- **WHAT TO DO**:
Take each line from the material below that includes the string "CancellationToken" and copy it.

──────

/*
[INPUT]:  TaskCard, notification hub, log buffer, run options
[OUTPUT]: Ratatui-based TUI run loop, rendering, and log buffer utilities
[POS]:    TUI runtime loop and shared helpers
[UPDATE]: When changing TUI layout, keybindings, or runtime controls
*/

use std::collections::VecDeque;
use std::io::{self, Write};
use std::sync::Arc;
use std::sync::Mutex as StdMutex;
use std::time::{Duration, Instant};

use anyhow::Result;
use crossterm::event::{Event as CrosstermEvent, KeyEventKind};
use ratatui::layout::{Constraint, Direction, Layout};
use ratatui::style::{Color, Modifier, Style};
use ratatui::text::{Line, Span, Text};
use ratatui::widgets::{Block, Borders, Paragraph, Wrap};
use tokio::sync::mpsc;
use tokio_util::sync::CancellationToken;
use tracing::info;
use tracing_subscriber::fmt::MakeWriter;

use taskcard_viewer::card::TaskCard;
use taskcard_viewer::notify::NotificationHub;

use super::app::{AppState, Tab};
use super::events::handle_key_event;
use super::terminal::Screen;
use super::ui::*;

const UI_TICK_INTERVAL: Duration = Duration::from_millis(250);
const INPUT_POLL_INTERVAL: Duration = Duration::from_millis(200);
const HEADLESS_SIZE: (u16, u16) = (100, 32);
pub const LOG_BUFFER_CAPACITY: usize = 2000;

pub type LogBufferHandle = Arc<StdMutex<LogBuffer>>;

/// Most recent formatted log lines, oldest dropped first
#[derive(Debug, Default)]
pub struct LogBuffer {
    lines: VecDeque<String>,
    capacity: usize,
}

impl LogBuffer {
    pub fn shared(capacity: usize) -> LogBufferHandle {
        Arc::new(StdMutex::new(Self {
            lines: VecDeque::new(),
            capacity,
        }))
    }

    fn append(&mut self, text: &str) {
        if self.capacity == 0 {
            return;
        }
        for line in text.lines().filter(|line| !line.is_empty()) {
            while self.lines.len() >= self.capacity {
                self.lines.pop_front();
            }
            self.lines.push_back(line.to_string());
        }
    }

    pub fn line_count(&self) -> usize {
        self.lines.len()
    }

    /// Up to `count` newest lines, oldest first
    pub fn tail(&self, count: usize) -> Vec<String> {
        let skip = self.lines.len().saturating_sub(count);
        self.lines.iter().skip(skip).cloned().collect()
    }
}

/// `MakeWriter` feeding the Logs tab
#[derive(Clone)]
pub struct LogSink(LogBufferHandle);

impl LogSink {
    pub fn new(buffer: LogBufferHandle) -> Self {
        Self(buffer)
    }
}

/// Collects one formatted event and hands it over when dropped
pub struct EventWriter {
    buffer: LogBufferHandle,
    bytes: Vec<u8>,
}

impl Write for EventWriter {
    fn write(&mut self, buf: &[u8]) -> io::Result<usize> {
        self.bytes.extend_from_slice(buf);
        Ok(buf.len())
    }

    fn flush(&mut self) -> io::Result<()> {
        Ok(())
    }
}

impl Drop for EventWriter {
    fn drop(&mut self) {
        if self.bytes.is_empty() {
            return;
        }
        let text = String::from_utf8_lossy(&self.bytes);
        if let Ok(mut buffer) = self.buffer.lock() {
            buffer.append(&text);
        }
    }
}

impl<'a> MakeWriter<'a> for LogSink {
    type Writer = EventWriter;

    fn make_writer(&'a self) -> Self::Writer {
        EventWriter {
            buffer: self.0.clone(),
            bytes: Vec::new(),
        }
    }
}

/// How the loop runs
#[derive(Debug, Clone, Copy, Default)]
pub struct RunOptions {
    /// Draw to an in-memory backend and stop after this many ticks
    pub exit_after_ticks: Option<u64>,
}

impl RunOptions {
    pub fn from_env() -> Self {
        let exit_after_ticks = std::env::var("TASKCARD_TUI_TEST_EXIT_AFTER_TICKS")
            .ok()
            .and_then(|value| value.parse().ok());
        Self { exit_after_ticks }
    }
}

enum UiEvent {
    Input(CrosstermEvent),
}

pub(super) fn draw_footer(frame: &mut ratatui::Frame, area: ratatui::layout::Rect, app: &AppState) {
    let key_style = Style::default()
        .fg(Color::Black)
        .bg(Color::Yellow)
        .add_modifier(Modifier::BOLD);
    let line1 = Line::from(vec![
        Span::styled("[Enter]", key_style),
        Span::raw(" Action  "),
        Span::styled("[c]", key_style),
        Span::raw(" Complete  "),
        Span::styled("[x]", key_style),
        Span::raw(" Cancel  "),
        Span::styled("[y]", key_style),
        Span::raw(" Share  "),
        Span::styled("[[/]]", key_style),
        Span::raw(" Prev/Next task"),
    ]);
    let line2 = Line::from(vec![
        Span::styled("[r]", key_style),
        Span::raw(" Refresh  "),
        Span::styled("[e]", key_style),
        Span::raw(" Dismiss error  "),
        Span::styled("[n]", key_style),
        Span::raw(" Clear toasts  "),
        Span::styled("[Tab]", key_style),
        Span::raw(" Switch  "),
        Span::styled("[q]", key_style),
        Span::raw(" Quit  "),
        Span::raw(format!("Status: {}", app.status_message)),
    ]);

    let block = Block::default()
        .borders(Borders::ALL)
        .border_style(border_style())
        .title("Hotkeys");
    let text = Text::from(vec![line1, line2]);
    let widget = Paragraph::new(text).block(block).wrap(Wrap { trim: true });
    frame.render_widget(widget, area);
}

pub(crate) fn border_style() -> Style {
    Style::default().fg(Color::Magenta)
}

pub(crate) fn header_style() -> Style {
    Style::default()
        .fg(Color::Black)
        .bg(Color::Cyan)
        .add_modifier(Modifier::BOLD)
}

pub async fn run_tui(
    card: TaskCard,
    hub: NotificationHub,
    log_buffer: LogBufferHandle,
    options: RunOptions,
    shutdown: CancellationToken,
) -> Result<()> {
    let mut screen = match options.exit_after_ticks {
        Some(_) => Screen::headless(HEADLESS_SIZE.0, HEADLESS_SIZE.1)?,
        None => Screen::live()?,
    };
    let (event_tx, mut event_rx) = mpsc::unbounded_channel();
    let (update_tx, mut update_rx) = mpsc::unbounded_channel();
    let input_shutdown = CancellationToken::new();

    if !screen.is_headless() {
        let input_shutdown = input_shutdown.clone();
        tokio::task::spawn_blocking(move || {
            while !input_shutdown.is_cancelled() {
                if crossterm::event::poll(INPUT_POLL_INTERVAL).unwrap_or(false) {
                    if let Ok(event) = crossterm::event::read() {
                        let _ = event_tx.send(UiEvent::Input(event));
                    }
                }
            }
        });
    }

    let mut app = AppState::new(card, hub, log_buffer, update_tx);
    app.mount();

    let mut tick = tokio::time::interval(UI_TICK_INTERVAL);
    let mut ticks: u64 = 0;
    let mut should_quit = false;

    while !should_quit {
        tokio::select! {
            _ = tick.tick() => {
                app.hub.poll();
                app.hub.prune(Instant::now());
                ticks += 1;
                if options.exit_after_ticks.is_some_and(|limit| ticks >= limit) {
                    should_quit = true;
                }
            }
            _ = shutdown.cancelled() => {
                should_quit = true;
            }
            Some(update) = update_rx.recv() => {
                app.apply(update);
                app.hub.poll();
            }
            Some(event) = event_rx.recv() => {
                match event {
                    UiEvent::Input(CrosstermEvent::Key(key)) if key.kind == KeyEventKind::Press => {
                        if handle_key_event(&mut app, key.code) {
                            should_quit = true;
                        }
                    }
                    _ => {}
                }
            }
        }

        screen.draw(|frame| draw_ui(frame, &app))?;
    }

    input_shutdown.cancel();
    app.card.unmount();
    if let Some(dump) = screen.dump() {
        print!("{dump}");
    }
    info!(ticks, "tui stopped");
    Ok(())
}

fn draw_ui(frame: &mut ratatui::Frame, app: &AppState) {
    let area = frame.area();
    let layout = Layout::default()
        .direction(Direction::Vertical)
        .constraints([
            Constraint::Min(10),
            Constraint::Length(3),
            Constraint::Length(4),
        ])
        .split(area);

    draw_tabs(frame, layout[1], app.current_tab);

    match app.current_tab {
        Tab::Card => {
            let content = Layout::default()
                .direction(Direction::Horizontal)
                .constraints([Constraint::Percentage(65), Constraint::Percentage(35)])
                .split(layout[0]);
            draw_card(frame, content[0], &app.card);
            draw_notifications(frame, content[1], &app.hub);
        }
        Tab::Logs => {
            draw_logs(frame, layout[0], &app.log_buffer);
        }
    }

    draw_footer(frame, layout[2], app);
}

──────

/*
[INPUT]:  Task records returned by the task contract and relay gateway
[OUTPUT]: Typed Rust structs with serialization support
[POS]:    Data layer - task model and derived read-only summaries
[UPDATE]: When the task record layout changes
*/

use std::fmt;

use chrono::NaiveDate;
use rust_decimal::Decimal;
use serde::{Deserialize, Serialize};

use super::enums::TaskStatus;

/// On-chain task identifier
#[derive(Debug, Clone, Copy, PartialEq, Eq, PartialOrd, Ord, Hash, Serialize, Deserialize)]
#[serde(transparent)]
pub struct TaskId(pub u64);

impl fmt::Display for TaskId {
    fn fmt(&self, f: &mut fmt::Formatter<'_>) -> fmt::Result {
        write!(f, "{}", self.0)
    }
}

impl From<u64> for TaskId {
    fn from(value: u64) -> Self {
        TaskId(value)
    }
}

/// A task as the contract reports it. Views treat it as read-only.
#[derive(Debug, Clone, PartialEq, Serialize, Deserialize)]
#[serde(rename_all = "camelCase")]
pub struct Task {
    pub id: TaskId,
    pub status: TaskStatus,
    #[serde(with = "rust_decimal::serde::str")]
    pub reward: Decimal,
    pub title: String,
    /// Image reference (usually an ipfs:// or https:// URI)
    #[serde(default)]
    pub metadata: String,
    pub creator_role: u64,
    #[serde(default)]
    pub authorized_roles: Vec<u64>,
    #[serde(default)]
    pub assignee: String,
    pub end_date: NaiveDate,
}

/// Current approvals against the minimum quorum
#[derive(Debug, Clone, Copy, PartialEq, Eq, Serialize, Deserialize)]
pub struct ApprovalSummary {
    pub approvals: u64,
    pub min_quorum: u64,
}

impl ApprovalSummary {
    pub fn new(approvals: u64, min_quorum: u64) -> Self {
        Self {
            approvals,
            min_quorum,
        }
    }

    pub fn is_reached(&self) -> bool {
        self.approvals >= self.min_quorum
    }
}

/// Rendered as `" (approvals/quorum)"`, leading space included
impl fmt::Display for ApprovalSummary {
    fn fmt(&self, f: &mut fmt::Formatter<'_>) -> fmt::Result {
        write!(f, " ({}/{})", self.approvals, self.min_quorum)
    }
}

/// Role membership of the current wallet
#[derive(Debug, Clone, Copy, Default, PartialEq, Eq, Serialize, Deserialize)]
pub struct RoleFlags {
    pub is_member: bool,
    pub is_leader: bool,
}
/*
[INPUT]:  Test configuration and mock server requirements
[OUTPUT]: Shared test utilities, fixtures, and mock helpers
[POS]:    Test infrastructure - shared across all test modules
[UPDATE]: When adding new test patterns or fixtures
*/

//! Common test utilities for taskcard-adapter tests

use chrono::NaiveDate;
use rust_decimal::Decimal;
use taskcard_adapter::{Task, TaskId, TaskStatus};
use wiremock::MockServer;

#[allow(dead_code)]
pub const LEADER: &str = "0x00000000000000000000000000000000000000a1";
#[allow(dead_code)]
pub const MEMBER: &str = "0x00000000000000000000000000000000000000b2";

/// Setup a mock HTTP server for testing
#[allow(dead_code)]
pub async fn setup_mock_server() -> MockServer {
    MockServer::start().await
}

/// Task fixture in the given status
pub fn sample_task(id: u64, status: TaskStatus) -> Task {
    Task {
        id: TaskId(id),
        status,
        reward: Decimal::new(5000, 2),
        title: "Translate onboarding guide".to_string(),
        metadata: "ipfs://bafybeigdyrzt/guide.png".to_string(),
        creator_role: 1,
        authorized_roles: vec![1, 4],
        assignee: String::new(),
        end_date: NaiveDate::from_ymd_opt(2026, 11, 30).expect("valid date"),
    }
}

──────

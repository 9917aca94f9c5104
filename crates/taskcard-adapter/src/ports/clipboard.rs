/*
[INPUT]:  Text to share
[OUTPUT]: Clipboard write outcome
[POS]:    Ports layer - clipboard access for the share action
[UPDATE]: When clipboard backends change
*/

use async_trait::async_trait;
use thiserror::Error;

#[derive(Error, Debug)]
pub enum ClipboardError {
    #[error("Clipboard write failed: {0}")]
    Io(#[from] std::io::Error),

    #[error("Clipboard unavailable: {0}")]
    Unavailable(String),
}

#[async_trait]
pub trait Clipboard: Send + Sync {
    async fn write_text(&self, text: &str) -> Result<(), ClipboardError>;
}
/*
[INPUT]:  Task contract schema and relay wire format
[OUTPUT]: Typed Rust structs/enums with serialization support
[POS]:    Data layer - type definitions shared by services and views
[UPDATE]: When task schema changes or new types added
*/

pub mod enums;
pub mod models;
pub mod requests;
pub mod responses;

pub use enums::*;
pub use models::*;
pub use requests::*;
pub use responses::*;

──────

- **ANSWER SPACE**:
use tokio_util::sync::CancellationToken;
    shutdown: CancellationToken,
    let input_shutdown = CancellationToken::new();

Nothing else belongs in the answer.